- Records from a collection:

◆ ◆ ◆

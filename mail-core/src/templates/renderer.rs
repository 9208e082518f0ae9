//! Template rendering with variable substitution

use crate::error::Result;
use crate::templates::VariableMap;
use minijinja::{AutoEscape, Environment, UndefinedBehavior};
use std::collections::BTreeMap;

/// Renders `{{ name }}` placeholders against a [`VariableMap`]
pub struct TemplateRenderer;

impl TemplateRenderer {
    /// Render a string with variable substitution
    ///
    /// Placeholders missing from `vars` render as an empty string, including
    /// attribute and item lookups through them (`{{ user.name }}`). With
    /// `is_html` set, substituted values are HTML-escaped; otherwise they are
    /// inserted verbatim. Malformed template syntax fails with
    /// [`MailError::TemplateRender`](crate::MailError::TemplateRender).
    pub fn render(text: &str, vars: &VariableMap, is_html: bool) -> Result<String> {
        let env = Self::environment(is_html);
        let context: BTreeMap<&str, String> = vars
            .iter()
            .map(|(name, value)| (name.as_str(), value.to_string()))
            .collect();

        Ok(env.render_str(text, context)?)
    }

    fn environment(is_html: bool) -> Environment<'static> {
        let mut env = Environment::new();
        env.set_undefined_behavior(UndefinedBehavior::Chainable);
        env.set_keep_trailing_newline(true);
        env.set_auto_escape_callback(move |_name: &str| {
            if is_html {
                AutoEscape::Html
            } else {
                AutoEscape::None
            }
        });
        env
    }

    /// Extract all variable names from a template string
    ///
    /// Returns the leading identifier of each `{{ ... }}` expression, so
    /// `{{ name | upper }}` yields `name`. Sorted and de-duplicated.
    pub fn extract_variables(template_str: &str) -> Vec<String> {
        let mut variables = Vec::new();
        let mut chars = template_str.chars().peekable();

        while let Some(c) = chars.next() {
            if c == '{' && chars.peek() == Some(&'{') {
                chars.next(); // consume second {

                let mut expr = String::new();
                while let Some(ch) = chars.next() {
                    if ch == '}' && chars.peek() == Some(&'}') {
                        chars.next(); // consume second }
                        break;
                    }
                    expr.push(ch);
                }

                let name: String = expr
                    .trim()
                    .chars()
                    .take_while(|ch| ch.is_alphanumeric() || *ch == '_')
                    .collect();
                if !name.is_empty() {
                    variables.push(name);
                }
            }
        }

        variables.sort();
        variables.dedup();
        variables
    }
}

#[cfg(test)]
mod tests {
    use super::*;
    use crate::error::MailError;
    use crate::templates::TemplateValue;

    fn vars(pairs: &[(&str, TemplateValue)]) -> VariableMap {
        pairs
            .iter()
            .map(|(k, v)| (k.to_string(), v.clone()))
            .collect()
    }

    #[test]
    fn test_render_basic_variables() {
        let vars = vars(&[("name", "John Doe".into()), ("company", "Acme Inc".into())]);

        let rendered =
            TemplateRenderer::render("Hello {{name}} from {{ company }}!", &vars, false).unwrap();

        assert_eq!(rendered, "Hello John Doe from Acme Inc!");
    }

    #[test]
    fn test_unmapped_placeholder_renders_empty() {
        let vars = vars(&[("name", "Ana".into())]);
        let rendered = TemplateRenderer::render("Hi {{name}}{{ missing }}!", &vars, false).unwrap();
        assert_eq!(rendered, "Hi Ana!");
    }

    #[test]
    fn test_lookup_through_unmapped_placeholder_renders_empty() {
        let rendered =
            TemplateRenderer::render("Hi {{ user.name }}!", &VariableMap::new(), false).unwrap();
        assert_eq!(rendered, "Hi !");

        let rendered =
            TemplateRenderer::render("[{{ order['id'] }}]", &VariableMap::new(), true).unwrap();
        assert_eq!(rendered, "[]");
    }

    #[test]
    fn test_numbers_and_booleans_are_stringified() {
        let vars = vars(&[("count", 3i64.into()), ("vip", true.into())]);
        let rendered =
            TemplateRenderer::render("{{count}} items, vip={{vip}}", &vars, false).unwrap();
        assert_eq!(rendered, "3 items, vip=true");
    }

    #[test]
    fn test_html_mode_escapes_values() {
        let vars = vars(&[("name", "<b>Ana & Co".into())]);

        let html = TemplateRenderer::render("<p>{{name}}</p>", &vars, true).unwrap();
        assert_eq!(html, "<p>&lt;b&gt;Ana &amp; Co</p>");

        let text = TemplateRenderer::render("{{name}}", &vars, false).unwrap();
        assert_eq!(text, "<b>Ana & Co");
    }

    #[test]
    fn test_malformed_syntax_is_an_error() {
        let result = TemplateRenderer::render("Hello {{ name", &VariableMap::new(), false);
        assert!(matches!(result, Err(MailError::TemplateRender(_))));
    }

    #[test]
    fn test_trailing_newline_preserved() {
        let rendered = TemplateRenderer::render("line\n", &VariableMap::new(), false).unwrap();
        assert_eq!(rendered, "line\n");
    }

    #[test]
    fn test_extract_variables() {
        let template = "Hello {{name}}, your order {{ order_id }} is ready. Again: {{name|upper}}";
        let vars = TemplateRenderer::extract_variables(template);

        assert_eq!(vars, vec!["name", "order_id"]);
    }

    #[test]
    fn test_extract_variables_without_placeholders() {
        assert!(TemplateRenderer::extract_variables("plain { text }").is_empty());
    }
}
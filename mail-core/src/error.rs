use thiserror::Error;

#[derive(Error, Debug)]
pub enum MailError {
    #[error("Configuration missing: {}", missing.join(", "))]
    ConfigurationMissing { missing: Vec<String> },

    #[error("Invalid template name: {0}")]
    InvalidTemplateName(String),

    #[error("Template not found: {0}")]
    TemplateNotFound(String),

    #[error("Template render error: {0}")]
    TemplateRender(String),

    #[error("Failed to send email: {0}")]
    DeliveryFailure(String),

    #[error("Gmail API error: {0}")]
    Inbox(String),

    #[error("Invalid message id: {0}")]
    InvalidMessageId(String),

    #[error("Settings error: {0}")]
    Settings(#[from] config::ConfigError),

    #[error("IO error: {0}")]
    Io(#[from] std::io::Error),

    #[error("JSON error: {0}")]
    Json(#[from] serde_json::Error),
}

impl MailError {
    /// Build a `ConfigurationMissing` from the names of unset variables
    pub fn missing<I, S>(names: I) -> Self
    where
        I: IntoIterator<Item = S>,
        S: Into<String>,
    {
        MailError::ConfigurationMissing {
            missing: names.into_iter().map(Into::into).collect(),
        }
    }
}

impl From<minijinja::Error> for MailError {
    fn from(err: minijinja::Error) -> Self {
        MailError::TemplateRender(err.to_string())
    }
}

impl From<reqwest::Error> for MailError {
    fn from(err: reqwest::Error) -> Self {
        MailError::Inbox(err.to_string())
    }
}

pub type Result<T> = std::result::Result<T, MailError>;
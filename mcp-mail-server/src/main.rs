//! mcp-mail-server binary

use mail_core::config::{LoggingConfig, Transport};
use mail_core::{Config, Credentials};
use mcp_mail_server::{serve_http, serve_stdio, AppState, McpServer};
use std::sync::Arc;
use tracing::{debug, info};
use tracing_subscriber::{fmt, layer::SubscriberExt, util::SubscriberInitExt, EnvFilter};

#[tokio::main]
async fn main() -> anyhow::Result<()> {
    dotenvy::dotenv().ok();

    let config = Config::load()?;
    init_logging(&config.logging);

    info!("🚀 Starting mcp-mail-server v{}...", env!("CARGO_PKG_VERSION"));

    let credentials = Credentials::from_env();
    debug!("Credentials: {:?}", credentials);

    let transport = config.server.transport;
    let listen_addr = config.server.listen_addr.clone();

    let state = Arc::new(AppState::new(config, credentials));
    let server = Arc::new(McpServer::new(state));
    info!("📋 Available tools: {}", server.tool_names().join(", "));

    match transport {
        Transport::Stdio => serve_stdio(server).await,
        Transport::Http => serve_http(server, &listen_addr).await,
    }
}

/// Logs go to stderr; stdout carries protocol traffic in stdio mode.
/// `RUST_LOG` takes precedence over `logging.level`.
fn init_logging(logging: &LoggingConfig) {
    let filter =
        EnvFilter::try_from_default_env().unwrap_or_else(|_| EnvFilter::new(&logging.level));
    let registry = tracing_subscriber::registry().with(filter);

    if logging.format == "json" {
        registry
            .with(fmt::layer().json().with_writer(std::io::stderr))
            .init();
    } else {
        registry
            .with(fmt::layer().with_writer(std::io::stderr))
            .init();
    }
}
//! SMTP delivery through `lettre`

use crate::config::{SmtpConfig, SmtpCredentials};
use crate::delivery::{DeliveryGateway, DeliveryReceipt};
use crate::error::{MailError, Result};
use crate::templates::ComposedMessage;
use lettre::message::header::ContentType;
use lettre::message::Mailbox;
use lettre::transport::smtp::authentication::Credentials;
use lettre::{AsyncSmtpTransport, AsyncTransport, Message, Tokio1Executor};
use tracing::{debug, info, warn};
use uuid::Uuid;

/// Port using implicit TLS; any other port negotiates STARTTLS
const SMTPS_PORT: u16 = 465;

/// Sends mail as the configured account through an authenticated SMTP relay
pub struct SmtpGateway {
    transport: AsyncSmtpTransport<Tokio1Executor>,
    from: Mailbox,
}

impl SmtpGateway {
    pub fn new(settings: &SmtpConfig, credentials: SmtpCredentials) -> Result<Self> {
        let from: Mailbox = credentials.user.parse().map_err(|e| {
            MailError::DeliveryFailure(format!(
                "invalid sender address '{}': {}",
                credentials.user, e
            ))
        })?;

        let builder = if settings.port == SMTPS_PORT {
            AsyncSmtpTransport::<Tokio1Executor>::relay(&settings.host)
        } else {
            AsyncSmtpTransport::<Tokio1Executor>::starttls_relay(&settings.host)
        }
        .map_err(|e| {
            MailError::DeliveryFailure(format!("invalid SMTP relay '{}': {}", settings.host, e))
        })?;

        let transport = builder
            .port(settings.port)
            .credentials(Credentials::new(credentials.user, credentials.password))
            .build();

        debug!("SMTP gateway ready: {}:{}", settings.host, settings.port);

        Ok(Self { transport, from })
    }

    /// Build the wire message for a composed message
    pub fn build_message(from: &Mailbox, message: &ComposedMessage) -> Result<(Message, String)> {
        let to: Mailbox = message.to.parse().map_err(|e| {
            MailError::DeliveryFailure(format!("invalid recipient '{}': {}", message.to, e))
        })?;

        let domain = from.email.domain().to_string();
        let message_id = format!("<{}@{}>", Uuid::new_v4(), domain);

        let content_type = if message.is_html {
            ContentType::TEXT_HTML
        } else {
            ContentType::TEXT_PLAIN
        };

        let email = Message::builder()
            .from(from.clone())
            .to(to)
            .subject(message.subject.as_str())
            .message_id(Some(message_id.clone()))
            .header(content_type)
            .body(message.body.clone())
            .map_err(|e| MailError::DeliveryFailure(format!("failed to build email: {}", e)))?;

        Ok((email, message_id))
    }
}

#[async_trait::async_trait]
impl DeliveryGateway for SmtpGateway {
    async fn deliver(&self, message: &ComposedMessage) -> Result<DeliveryReceipt> {
        let (email, message_id) = Self::build_message(&self.from, message)?;

        info!("📧 Sending email to: {}, subject: {}", message.to, message.subject);

        match self.transport.send(email).await {
            Ok(response) => {
                debug!("SMTP response code: {}", response.code());
                Ok(DeliveryReceipt {
                    message_id,
                    recipient: message.to.clone(),
                })
            }
            Err(e) => {
                warn!("❌ SMTP delivery to {} failed: {}", message.to, e);
                Err(MailError::DeliveryFailure(e.to_string()))
            }
        }
    }
}

#[cfg(test)]
mod tests {
    use super::*;

    fn composed(to: &str, is_html: bool) -> ComposedMessage {
        ComposedMessage {
            to: to.to_string(),
            subject: "Hello Ana".to_string(),
            body: "Hi Ana, welcome!".to_string(),
            is_html,
        }
    }

    fn sender() -> Mailbox {
        "bob@example.com".parse().unwrap()
    }

    #[test]
    fn test_build_plain_message() {
        let (email, message_id) =
            SmtpGateway::build_message(&sender(), &composed("ana@example.com", false)).unwrap();

        let raw = String::from_utf8(email.formatted()).unwrap();
        assert!(raw.contains("Subject: Hello Ana"));
        assert!(raw.contains("To: ana@example.com"));
        assert!(raw.contains("Content-Type: text/plain"));
        assert!(raw.contains(&message_id));
        assert!(message_id.ends_with("@example.com>"));
    }

    #[test]
    fn test_build_html_message() {
        let (email, _) =
            SmtpGateway::build_message(&sender(), &composed("ana@example.com", true)).unwrap();

        let raw = String::from_utf8(email.formatted()).unwrap();
        assert!(raw.contains("Content-Type: text/html"));
    }

    #[test]
    fn test_invalid_recipient_is_delivery_failure() {
        let result = SmtpGateway::build_message(&sender(), &composed("not an address", false));
        assert!(matches!(result, Err(MailError::DeliveryFailure(_))));
    }

    #[tokio::test]
    async fn test_gateway_construction() {
        let settings = SmtpConfig {
            host: "smtp.gmail.com".to_string(),
            port: 465,
        };
        let creds = SmtpCredentials {
            user: "bob@example.com".to_string(),
            password: "secret".to_string(),
        };
        assert!(SmtpGateway::new(&settings, creds).is_ok());
    }

    #[test]
    fn test_invalid_sender_rejected() {
        let settings = SmtpConfig {
            host: "smtp.gmail.com".to_string(),
            port: 587,
        };
        let creds = SmtpCredentials {
            user: "not-an-address".to_string(),
            password: "secret".to_string(),
        };
        assert!(matches!(
            SmtpGateway::new(&settings, creds),
            Err(MailError::DeliveryFailure(_))
        ));
    }
}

◆ ◆ ◆

Reproduce, character for character, only the lines of the preceding data that start at the line with "fn from(err: minijinja::Error)" and end at the line with "init_logging(&config.logging);", both included.

    fn from(err: minijinja::Error) -> Self {
        MailError::TemplateRender(err.to_string())
    }
}

impl From<reqwest::Error> for MailError {
    fn from(err: reqwest::Error) -> Self {
        MailError::Inbox(err.to_string())
    }
}

pub type Result<T> = std::result::Result<T, MailError>;
filename mcp-mail-server/src/main.rs
//! mcp-mail-server binary

use mail_core::config::{LoggingConfig, Transport};
use mail_core::{Config, Credentials};
use mcp_mail_server::{serve_http, serve_stdio, AppState, McpServer};
use std::sync::Arc;
use tracing::{debug, info};
use tracing_subscriber::{fmt, layer::SubscriberExt, util::SubscriberInitExt, EnvFilter};

#[tokio::main]
async fn main() -> anyhow::Result<()> {
    dotenvy::dotenv().ok();

    let config = Config::load()?;
    init_logging(&config.logging);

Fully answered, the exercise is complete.